EXERCISE DESCRIPTION: Filter the entries for the word "ControlChange". Copy each line that has it.

Collected data:
*****

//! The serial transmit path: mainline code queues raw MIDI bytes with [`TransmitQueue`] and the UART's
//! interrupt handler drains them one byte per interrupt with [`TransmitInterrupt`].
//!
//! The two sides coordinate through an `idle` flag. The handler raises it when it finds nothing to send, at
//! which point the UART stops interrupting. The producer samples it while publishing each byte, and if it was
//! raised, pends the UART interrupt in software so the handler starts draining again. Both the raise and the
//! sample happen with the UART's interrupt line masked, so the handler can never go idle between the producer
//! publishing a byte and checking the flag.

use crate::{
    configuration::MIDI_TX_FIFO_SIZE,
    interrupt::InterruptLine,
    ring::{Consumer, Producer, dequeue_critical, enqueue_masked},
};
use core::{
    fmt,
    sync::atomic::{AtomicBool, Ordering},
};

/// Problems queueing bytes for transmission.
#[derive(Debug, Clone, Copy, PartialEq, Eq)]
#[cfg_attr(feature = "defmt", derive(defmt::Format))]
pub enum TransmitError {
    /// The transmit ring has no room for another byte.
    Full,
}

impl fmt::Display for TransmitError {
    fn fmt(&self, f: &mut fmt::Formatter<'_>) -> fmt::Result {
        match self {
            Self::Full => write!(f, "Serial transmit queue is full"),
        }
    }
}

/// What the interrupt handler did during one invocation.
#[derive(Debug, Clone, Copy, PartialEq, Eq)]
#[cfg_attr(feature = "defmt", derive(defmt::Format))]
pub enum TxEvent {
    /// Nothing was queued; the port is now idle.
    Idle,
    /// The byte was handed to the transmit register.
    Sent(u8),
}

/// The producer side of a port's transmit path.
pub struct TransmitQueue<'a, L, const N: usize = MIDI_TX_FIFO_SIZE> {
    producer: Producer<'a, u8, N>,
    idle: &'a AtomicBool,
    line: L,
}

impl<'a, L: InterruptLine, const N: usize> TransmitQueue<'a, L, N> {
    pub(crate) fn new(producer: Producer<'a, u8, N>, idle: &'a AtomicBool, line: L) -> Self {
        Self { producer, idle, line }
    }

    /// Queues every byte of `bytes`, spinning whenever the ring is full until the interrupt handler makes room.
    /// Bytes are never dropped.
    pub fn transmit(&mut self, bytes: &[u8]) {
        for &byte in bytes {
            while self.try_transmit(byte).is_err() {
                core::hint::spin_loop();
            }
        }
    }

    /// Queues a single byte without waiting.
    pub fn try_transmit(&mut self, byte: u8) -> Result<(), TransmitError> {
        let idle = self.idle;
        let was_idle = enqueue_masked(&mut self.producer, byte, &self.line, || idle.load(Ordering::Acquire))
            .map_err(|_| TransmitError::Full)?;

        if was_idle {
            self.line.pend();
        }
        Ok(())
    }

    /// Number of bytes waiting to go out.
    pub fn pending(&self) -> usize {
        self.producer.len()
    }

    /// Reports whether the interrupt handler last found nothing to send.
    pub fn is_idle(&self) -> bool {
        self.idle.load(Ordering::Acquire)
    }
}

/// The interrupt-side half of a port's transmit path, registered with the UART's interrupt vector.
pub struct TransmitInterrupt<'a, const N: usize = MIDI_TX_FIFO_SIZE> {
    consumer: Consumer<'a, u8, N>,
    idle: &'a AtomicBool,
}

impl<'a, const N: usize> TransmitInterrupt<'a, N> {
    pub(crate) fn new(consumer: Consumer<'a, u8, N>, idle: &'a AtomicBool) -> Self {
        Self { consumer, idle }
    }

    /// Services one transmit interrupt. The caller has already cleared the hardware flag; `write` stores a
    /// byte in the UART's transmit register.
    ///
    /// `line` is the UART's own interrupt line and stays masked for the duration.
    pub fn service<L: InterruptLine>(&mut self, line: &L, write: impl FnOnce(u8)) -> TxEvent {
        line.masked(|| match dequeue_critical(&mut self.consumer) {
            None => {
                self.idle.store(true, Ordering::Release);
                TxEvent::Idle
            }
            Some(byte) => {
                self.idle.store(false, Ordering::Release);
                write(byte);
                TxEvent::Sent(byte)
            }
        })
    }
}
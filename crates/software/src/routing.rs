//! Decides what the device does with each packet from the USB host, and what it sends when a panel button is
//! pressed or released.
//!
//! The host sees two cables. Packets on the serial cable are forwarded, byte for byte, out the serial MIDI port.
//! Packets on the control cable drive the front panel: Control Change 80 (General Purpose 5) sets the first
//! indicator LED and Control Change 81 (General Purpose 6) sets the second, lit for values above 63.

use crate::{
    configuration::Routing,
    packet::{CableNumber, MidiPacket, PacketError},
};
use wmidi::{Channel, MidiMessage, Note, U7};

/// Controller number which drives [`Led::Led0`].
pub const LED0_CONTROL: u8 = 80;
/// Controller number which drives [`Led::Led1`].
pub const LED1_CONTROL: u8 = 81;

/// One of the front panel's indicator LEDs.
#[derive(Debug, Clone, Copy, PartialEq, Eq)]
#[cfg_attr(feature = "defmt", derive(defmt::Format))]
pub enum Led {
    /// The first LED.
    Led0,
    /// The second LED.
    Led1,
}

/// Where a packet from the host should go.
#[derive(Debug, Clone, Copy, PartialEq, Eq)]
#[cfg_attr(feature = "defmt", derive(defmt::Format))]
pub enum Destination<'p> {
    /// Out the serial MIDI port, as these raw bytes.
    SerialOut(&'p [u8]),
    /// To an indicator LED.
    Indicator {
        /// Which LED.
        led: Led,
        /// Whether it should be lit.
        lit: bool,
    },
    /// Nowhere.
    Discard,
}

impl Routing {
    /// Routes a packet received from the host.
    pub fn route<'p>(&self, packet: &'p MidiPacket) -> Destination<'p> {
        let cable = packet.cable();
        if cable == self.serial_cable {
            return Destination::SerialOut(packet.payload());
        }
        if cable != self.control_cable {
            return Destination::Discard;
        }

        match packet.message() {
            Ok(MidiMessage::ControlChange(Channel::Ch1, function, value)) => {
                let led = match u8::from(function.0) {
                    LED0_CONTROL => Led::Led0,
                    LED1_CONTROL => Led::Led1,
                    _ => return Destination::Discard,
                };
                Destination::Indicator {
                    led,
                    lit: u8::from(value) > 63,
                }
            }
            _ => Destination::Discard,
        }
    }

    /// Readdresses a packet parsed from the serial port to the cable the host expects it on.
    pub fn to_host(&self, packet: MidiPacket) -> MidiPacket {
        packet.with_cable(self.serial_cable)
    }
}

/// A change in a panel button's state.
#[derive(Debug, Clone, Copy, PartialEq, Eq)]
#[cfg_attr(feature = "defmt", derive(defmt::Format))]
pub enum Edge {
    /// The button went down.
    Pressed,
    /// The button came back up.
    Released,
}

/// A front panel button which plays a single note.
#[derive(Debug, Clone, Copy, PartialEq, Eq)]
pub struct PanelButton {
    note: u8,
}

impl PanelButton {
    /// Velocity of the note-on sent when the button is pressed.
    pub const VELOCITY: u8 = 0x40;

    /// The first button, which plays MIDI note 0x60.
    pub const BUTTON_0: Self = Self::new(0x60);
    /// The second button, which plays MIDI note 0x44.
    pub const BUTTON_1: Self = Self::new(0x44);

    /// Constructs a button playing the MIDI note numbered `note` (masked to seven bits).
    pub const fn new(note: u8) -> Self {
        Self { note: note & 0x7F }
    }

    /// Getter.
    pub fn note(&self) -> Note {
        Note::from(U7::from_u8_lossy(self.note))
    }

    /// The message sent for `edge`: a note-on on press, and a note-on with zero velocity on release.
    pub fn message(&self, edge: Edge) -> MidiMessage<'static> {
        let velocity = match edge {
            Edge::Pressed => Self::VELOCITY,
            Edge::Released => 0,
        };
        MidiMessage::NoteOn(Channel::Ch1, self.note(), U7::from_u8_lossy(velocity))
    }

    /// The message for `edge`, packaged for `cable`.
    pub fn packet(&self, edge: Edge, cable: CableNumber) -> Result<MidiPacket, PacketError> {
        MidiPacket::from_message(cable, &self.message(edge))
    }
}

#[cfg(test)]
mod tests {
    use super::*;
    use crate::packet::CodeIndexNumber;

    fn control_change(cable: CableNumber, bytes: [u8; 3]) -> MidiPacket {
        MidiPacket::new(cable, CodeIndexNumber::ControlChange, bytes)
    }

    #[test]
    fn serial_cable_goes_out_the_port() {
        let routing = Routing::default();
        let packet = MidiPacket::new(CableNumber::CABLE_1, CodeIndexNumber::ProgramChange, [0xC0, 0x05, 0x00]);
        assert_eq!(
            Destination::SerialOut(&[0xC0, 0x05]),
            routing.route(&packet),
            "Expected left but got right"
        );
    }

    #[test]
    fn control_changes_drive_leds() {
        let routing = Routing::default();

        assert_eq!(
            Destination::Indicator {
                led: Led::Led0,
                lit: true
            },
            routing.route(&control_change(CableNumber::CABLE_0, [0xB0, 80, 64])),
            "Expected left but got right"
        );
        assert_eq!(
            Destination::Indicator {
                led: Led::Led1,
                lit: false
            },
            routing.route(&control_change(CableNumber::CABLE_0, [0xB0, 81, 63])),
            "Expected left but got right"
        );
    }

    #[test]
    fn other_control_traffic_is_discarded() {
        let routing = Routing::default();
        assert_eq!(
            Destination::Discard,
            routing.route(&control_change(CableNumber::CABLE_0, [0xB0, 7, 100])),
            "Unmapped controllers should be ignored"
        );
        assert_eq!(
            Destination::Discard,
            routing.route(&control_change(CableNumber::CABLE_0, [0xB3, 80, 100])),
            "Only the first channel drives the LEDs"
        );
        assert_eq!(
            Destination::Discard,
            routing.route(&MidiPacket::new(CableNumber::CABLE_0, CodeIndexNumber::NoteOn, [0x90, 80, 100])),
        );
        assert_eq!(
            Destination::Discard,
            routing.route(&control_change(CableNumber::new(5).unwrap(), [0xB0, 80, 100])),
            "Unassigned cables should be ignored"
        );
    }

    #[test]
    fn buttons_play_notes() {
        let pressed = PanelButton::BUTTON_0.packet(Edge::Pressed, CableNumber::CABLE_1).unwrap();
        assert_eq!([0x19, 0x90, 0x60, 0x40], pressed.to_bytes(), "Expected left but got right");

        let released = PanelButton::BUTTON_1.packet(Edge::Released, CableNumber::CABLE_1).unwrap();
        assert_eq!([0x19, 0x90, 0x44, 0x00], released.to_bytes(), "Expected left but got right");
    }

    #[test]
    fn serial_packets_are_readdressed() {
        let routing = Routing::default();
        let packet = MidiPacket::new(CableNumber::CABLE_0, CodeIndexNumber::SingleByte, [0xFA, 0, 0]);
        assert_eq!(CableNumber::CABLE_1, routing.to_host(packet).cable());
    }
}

*****

OUTPUT FOR THIS EXERCISE:
            Ok(MidiMessage::ControlChange(Channel::Ch1, function, value)) => {
        MidiPacket::new(cable, CodeIndexNumber::ControlChange, bytes)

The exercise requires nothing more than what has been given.